Many people have refractive errors of -3 D and above. It only requires a few changes of glasses to reach this point. Note from the chart that -3 D myopes frequently have a visual acuity of about 20/250. In the United States, a person with a visual acuity of 20/200 or worse is considered legally blind. Naturally, this definition only applies to those people whose vision cannot be corrected to better than 20/200 with glasses. Such people usually have vision problems which give them poor vision for close work also. A -3 D myope who can attain 20/20 vision with glasses is much more fortunate.

The point to be stressed here is that if your child is fitted with a pair of minus lenses, and if this first prescription is followed by yet stronger prescriptions, you will soon have a child who is legally blind without the crutch of glasses. Sadly, many children attain vision that is this poor even before they pass the age of ten.

Prescriptions for contact lenses are more complicated than for eyeglasses and will not be discussed here.

A typical prescription for a myope might look something like this:

O.D. -1.00
O.S. -1.00

The term "O.D." stands for oculus dexter and means right eye. The term "O.S." stands for oculus sinister and means left eye. Do not confuse this O.D. with the O.D. found after an optometrist's name, where it means Doctor of Optometry.

Since both of the eyes are the same in the above prescription, it can also be written -1.00 O.U. The term O.U. stands for oculus uterque and means that the -1.00 applies to both eyes.

Some prescriptions are written with R.E. for right eye and L.E. for left eye, and we will use this terminology in the descriptions that follow. Sometimes the specialist will eliminate the decimal points and write 100 for 1.00 and 50 for 0.50.

Here is another, more complicated prescription:

R.E. -3.50
L.E. -2.50 -1.00 x 90o

The right eye requires only a -3.50 spherical lens. However, the left eye requires a -2.50 spherical lens coupled with a -1.00 cylindrical lens with its axis at an angle (denoted by the symbol "x") of 90o. Both corrections are ground on the same lens. This astigmatic correction at 90o tells us that the sides of the lens of the eye are more myopic than the top and bottom so that more power is needed at the sides. By adding -2.50 and -1.00 together we get -3.50, indicating that the sides of the lens of the left eye are just as myopic as the entire lens of the right eye. If necessary, a prismatic correction can also be added to the prescription.
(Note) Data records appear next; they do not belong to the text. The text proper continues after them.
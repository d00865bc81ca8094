//! HTTP client for the external recipe service

use async_trait::async_trait;
use reqwest::Client;

use crate::error::StoreError;
use crate::models::{CreateRecipeRequest, CreatedRecipe, NewRecipe, Recipe, RecipesResponse};

/// The three recipe endpoints the store consumes.
///
/// A trait seam so tests can drive the store with a scripted double instead
/// of a live server.
#[async_trait]
pub trait RecipeApi: Send + Sync {
    /// GET `/recipes` — the full recipe collection.
    async fn list_recipes(&self) -> Result<RecipesResponse, StoreError>;

    /// GET `/recipes/{id}` — a single recipe by id.
    async fn get_recipe(&self, id: i64) -> Result<Recipe, StoreError>;

    /// POST `/recipes/add` — create a recipe; the echo may omit fields.
    async fn create_recipe(&self, draft: &NewRecipe) -> Result<CreatedRecipe, StoreError>;
}

/// reqwest-backed implementation against a dummyjson-compatible service.
///
/// No request timeouts are configured; a hung call simply never resolves.
pub struct HttpRecipeApi {
    client: Client,
    base_url: String,
}

impl HttpRecipeApi {
    pub fn new(base_url: impl Into<String>) -> Self {
        Self {
            client: Client::new(),
            base_url: base_url.into().trim_end_matches('/').to_string(),
        }
    }
}

#[async_trait]
impl RecipeApi for HttpRecipeApi {
    async fn list_recipes(&self) -> Result<RecipesResponse, StoreError> {
        let url = format!("{}/recipes", self.base_url);
        let response = self.client.get(&url).send().await?;
        if !response.status().is_success() {
            return Err(StoreError::Status {
                status: response.status().as_u16(),
            });
        }
        Ok(response.json().await?)
    }

    async fn get_recipe(&self, id: i64) -> Result<Recipe, StoreError> {
        let url = format!("{}/recipes/{}", self.base_url, id);
        let response = self.client.get(&url).send().await?;
        if !response.status().is_success() {
            return Err(StoreError::Status {
                status: response.status().as_u16(),
            });
        }
        Ok(response.json().await?)
    }

    async fn create_recipe(&self, draft: &NewRecipe) -> Result<CreatedRecipe, StoreError> {
        let url = format!("{}/recipes/add", self.base_url);
        let response = self
            .client
            .post(&url)
            .json(&CreateRecipeRequest::from_draft(draft))
            .send()
            .await?;
        if !response.status().is_success() {
            return Err(StoreError::Status {
                status: response.status().as_u16(),
            });
        }
        Ok(response.json().await?)
    }
}
//! Draft assembly from raw create-form input
//!
//! The create form delivers free text: ingredients and instructions as one
//! block with an entry per line, tags as a comma-separated field. This
//! module shapes that into a [`NewRecipe`] and applies the form-level
//! defaults before anything reaches the store.

use crate::error::StoreError;
use crate::models::NewRecipe;

/// Servings applied when the form leaves the field empty.
pub const DEFAULT_SERVINGS: u32 = 4;

/// Image used when no URL was supplied.
pub const PLACEHOLDER_IMAGE: &str =
    "https://imgholder.ru/600x300/8493a8/adb9ca&text=IMAGE+HOLDER&font=kelson";

/// Raw create-form fields before any shaping.
#[derive(Debug, Clone, Default)]
pub struct RecipeForm {
    pub name: String,
    pub cuisine: String,
    pub difficulty: String,
    pub prep_time_minutes: Option<u32>,
    pub cook_time_minutes: Option<u32>,
    pub servings: Option<u32>,
    pub calories_per_serving: Option<u32>,
    /// One ingredient per line.
    pub ingredients: String,
    /// One step per line.
    pub instructions: String,
    /// Comma-separated.
    pub tags: String,
    pub image: String,
}

impl RecipeForm {
    /// Validate and convert into the draft shape the store accepts.
    pub fn into_draft(self) -> Result<NewRecipe, StoreError> {
        let name = required_text(&self.name, "name")?;
        let cuisine = required_text(&self.cuisine, "cuisine")?;
        let difficulty = required_text(&self.difficulty, "difficulty")?;

        let prep_time_minutes = self
            .prep_time_minutes
            .filter(|m| *m > 0)
            .ok_or_else(|| StoreError::InvalidDraft("prep time must be positive".to_string()))?;
        let cook_time_minutes = self
            .cook_time_minutes
            .filter(|m| *m > 0)
            .ok_or_else(|| StoreError::InvalidDraft("cook time must be positive".to_string()))?;

        let ingredients = split_lines(&self.ingredients);
        if ingredients.is_empty() {
            return Err(StoreError::InvalidDraft(
                "at least one ingredient is required".to_string(),
            ));
        }
        let instructions = split_lines(&self.instructions);
        if instructions.is_empty() {
            return Err(StoreError::InvalidDraft(
                "at least one instruction step is required".to_string(),
            ));
        }

        let image = match self.image.trim() {
            "" => PLACEHOLDER_IMAGE.to_string(),
            url => url.to_string(),
        };

        Ok(NewRecipe {
            name,
            ingredients,
            instructions,
            prep_time_minutes,
            cook_time_minutes,
            servings: self.servings.unwrap_or(DEFAULT_SERVINGS),
            difficulty,
            cuisine,
            calories_per_serving: self.calories_per_serving.unwrap_or(0),
            tags: split_tags(&self.tags),
            image,
        })
    }
}

fn required_text(raw: &str, field: &str) -> Result<String, StoreError> {
    let trimmed = raw.trim();
    if trimmed.is_empty() {
        return Err(StoreError::InvalidDraft(format!("{field} is required")));
    }
    Ok(trimmed.to_string())
}

fn split_lines(raw: &str) -> Vec<String> {
    raw.lines()
        .map(str::trim)
        .filter(|line| !line.is_empty())
        .map(String::from)
        .collect()
}

fn split_tags(raw: &str) -> Vec<String> {
    if raw.trim().is_empty() {
        return Vec::new();
    }
    raw.split(',').map(|tag| tag.trim().to_string()).collect()
}

#[cfg(test)]
mod tests {
    use super::*;

    fn filled_form() -> RecipeForm {
        RecipeForm {
            name: "Borscht".to_string(),
            cuisine: "Ukrainian".to_string(),
            difficulty: "Medium".to_string(),
            prep_time_minutes: Some(20),
            cook_time_minutes: Some(60),
            servings: None,
            calories_per_serving: None,
            ingredients: "2 beets\n\n1 onion\n  100g cabbage  \n".to_string(),
            instructions: "Chop vegetables\nSimmer\nServe with sour cream".to_string(),
            tags: "soup, hearty".to_string(),
            image: String::new(),
        }
    }

    #[test]
    fn splits_lines_and_applies_defaults() {
        let draft = filled_form().into_draft().unwrap();
        assert_eq!(draft.ingredients, vec!["2 beets", "1 onion", "100g cabbage"]);
        assert_eq!(draft.instructions.len(), 3);
        assert_eq!(draft.tags, vec!["soup", "hearty"]);
        assert_eq!(draft.servings, DEFAULT_SERVINGS);
        assert_eq!(draft.calories_per_serving, 0);
        assert_eq!(draft.image, PLACEHOLDER_IMAGE);
    }

    #[test]
    fn rejects_blank_name() {
        let form = RecipeForm {
            name: "   ".to_string(),
            ..filled_form()
        };
        assert!(matches!(
            form.into_draft(),
            Err(StoreError::InvalidDraft(_))
        ));
    }

    #[test]
    fn rejects_zero_cook_time() {
        let form = RecipeForm {
            cook_time_minutes: Some(0),
            ..filled_form()
        };
        assert!(form.into_draft().is_err());
    }

    #[test]
    fn rejects_ingredient_block_of_only_blank_lines() {
        let form = RecipeForm {
            ingredients: " \n \n".to_string(),
            ..filled_form()
        };
        assert!(form.into_draft().is_err());
    }

    #[test]
    fn empty_tags_field_becomes_empty_list() {
        let form = RecipeForm {
            tags: "  ".to_string(),
            ..filled_form()
        };
        assert!(form.into_draft().unwrap().tags.is_empty());
    }
}
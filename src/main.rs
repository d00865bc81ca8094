use anyhow::Result;
use savora::{RecipeStore, StoreConfig};

#[tokio::main]
async fn main() -> Result<()> {
    // Initialize logging
    env_logger::Builder::from_env(env_logger::Env::default().default_filter_or("info")).init();

    let info = savora::app_info();
    log::info!("{} {}", info.name, info.version);

    let store = RecipeStore::new(StoreConfig::default());
    store.fetch_recipes().await;

    let state = store.snapshot();
    println!(
        "{} recipes loaded, page {} of {}",
        state.recipes.len(),
        state.current_page,
        state.total_pages()
    );
    for recipe in state.current_page_recipes() {
        println!(
            "  #{:<4} {:<40} {:<8} {:>4} kcal",
            recipe.id, recipe.name, recipe.difficulty, recipe.calories_per_serving
        );
    }

    Ok(())
}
You should now be able to read a simple eyeglass prescription and better understand what is happening to your eyes or your child's eyes.

If you already have a pair of glasses and you want to know what the prescription is for them, you don't have to return to the doctor who prescribed them. Take them to any optician's shop and the prescription can be determined by testing them on a special machine.

There is also a simple test that you can do yourself to determine whether your glasses are of the plus or minus type. Remove your glasses and hold them a short distance in front of you. Look through one of the lenses at an object across the room. Then move your glasses up and down or sideways. If the viewed object moves in the same direction as the lens, the lens is minus. If the viewed object moves in the opposite direction, the lens is plus. If the direction of movement is not readily apparent it is possible that the difficulty is due to an astigmatic correction in the lens.